The eyes of the Tragic Muse remained immovable in the depths of his dream, sightless, petrified in the divine blindness of statues.

"Where are you going?"

"To the Palazzo Capello."

"Does La Foscarina know the thread of your work?"

"Vaguely."

"And what figure shall you give to her?"

"She shall be blind, having already passed into another world, and gone beyond the life of this. She shall see that which others do not see. Her feet shall be in the shadows, but her head in the light of eternal truth. The contrasts of the tragic hour shall reverberate in the darkness of her soul, multiplying themselves there like thunder among the deep circles of solitary rocks. Like Tiresias, she shall comprehend everything, permitted or forbidden, celestial and terrestrial, and she shall know 'how hard it is to know when knowing is useless.' Ah, I shall put marvelous words into her mouth, and silences that shall give birth to infinite beauties."

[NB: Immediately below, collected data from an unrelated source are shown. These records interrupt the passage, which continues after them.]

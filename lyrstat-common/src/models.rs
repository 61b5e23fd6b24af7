//! Shared data models
//!
//! Tracks come from the scrobble history (or an artist discography), word counts and
//! results are produced by the analysis step and served through the status endpoint.

use serde::{Deserialize, Serialize};
use std::collections::HashMap;

/// Maximum number of ranked words kept in a result
pub const MAX_RANKED_WORDS: usize = 300;

/// One unique track with its play count for the requested period
#[derive(Debug, Clone, PartialEq, Eq, Serialize, Deserialize)]
pub struct Track {
    pub artist: String,
    pub title: String,
    pub play_count: u32,
}

impl Track {
    pub fn new(artist: impl Into<String>, title: impl Into<String>, play_count: u32) -> Self {
        Self {
            artist: artist.into(),
            title: title.into(),
            play_count,
        }
    }

    /// Key identifying this track in lyrics maps and word statistics
    pub fn key(&self) -> String {
        track_key(&self.artist, &self.title)
    }
}

/// Build the display key for an (artist, title) pair
pub fn track_key(artist: &str, title: &str) -> String {
    format!("{} — {}", artist, title)
}

/// Occurrence count of a single word across the resolved corpus
#[derive(Debug, Clone, PartialEq, Eq, Serialize, Deserialize)]
pub struct WordCount {
    pub word: String,
    pub count: usize,
    /// Keys of the tracks containing the word, sorted
    pub tracks: Vec<String>,
}

/// Summary of a finished analysis
#[derive(Debug, Clone, PartialEq, Serialize, Deserialize)]
pub struct TaskResult {
    pub total_scrobbles: usize,
    pub unique_tracks: usize,
    pub lyrics_found: usize,
    pub lyrics_missing: usize,
    pub total_unique_words: usize,
    pub total_word_count: usize,
    pub words: Vec<WordCount>,
    /// Resolved lyrics by track key, only present when requested
    #[serde(default, skip_serializing_if = "Option::is_none")]
    pub lyrics: Option<HashMap<String, String>>,
}
//! Compiled text patterns and analyzer configuration

use regex::Regex;

use super::StopWords;

/// Regular expressions shared by title cleanup and lyrics tokenization
#[derive(Debug, Clone)]
pub struct TextPatterns {
    /// Parenthetical or bracketed annotation: "(Live)", "[2011 Remaster]"
    annotation: Regex,
    /// Trailing release-variant suffix: "- Remastered 2009", "- Live at Wembley"
    variant_suffix: Regex,
    /// Section markers inside lyrics: "[Chorus]", "[Verse 2: Artist]"
    section_marker: Regex,
    /// Word token: Latin or Cyrillic letters plus apostrophe
    word: Regex,
}

impl TextPatterns {
    pub fn new() -> Result<Self, regex::Error> {
        Ok(Self {
            annotation: Regex::new(r"\s*[\(\[].*?[\)\]]\s*")?,
            variant_suffix: Regex::new(
                r"(?i)\s*-\s*(remaster|live|demo|remix|deluxe|bonus|edit|version|mix|single|acoustic|instrumental|radio|extended|original).*",
            )?,
            section_marker: Regex::new(r"\[.*?\]")?,
            word: Regex::new(r"[a-zA-Zа-яА-ЯёЁ']+")?,
        })
    }

    /// Strip annotations and variant suffixes from a track title
    pub fn clean_title(&self, title: &str) -> String {
        let without_annotations = self.annotation.replace_all(title, " ");
        let without_suffix = self.variant_suffix.replace_all(&without_annotations, "");
        without_suffix.trim().to_string()
    }

    /// Remove section markers from a lyrics text
    pub fn strip_sections<'a>(&self, text: &'a str) -> std::borrow::Cow<'a, str> {
        self.section_marker.replace_all(text, "")
    }

    /// Iterate word tokens of an already lower-cased text
    pub fn words<'a>(&'a self, text: &'a str) -> impl Iterator<Item = &'a str> + 'a {
        self.word.find_iter(text).map(|m| m.as_str())
    }
}

/// Analyzer configuration passed explicitly to every consumer
#[derive(Debug, Clone)]
pub struct AnalyzerConfig {
    pub patterns: TextPatterns,
    pub stopwords: StopWords,
}

impl AnalyzerConfig {
    pub fn new(stopwords: StopWords) -> Result<Self, regex::Error> {
        Ok(Self {
            patterns: TextPatterns::new()?,
            stopwords,
        })
    }
}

"On the stage," said Glauro, "whether she speaks or is silent, her power is almost more than human. She reveals to us the existence in our own hearts of the most secret evil and the most hidden hopes; by her enchantment, our past becomes present; and, by the virtue of her aspect, we recognize ourselves in the trials suffered by others throughout time, as if the soul she reveals to us were our own."

They stopped on the Ponte Savio. Stelio was silent, under a flood of love and melancholy, which had suddenly come upon him.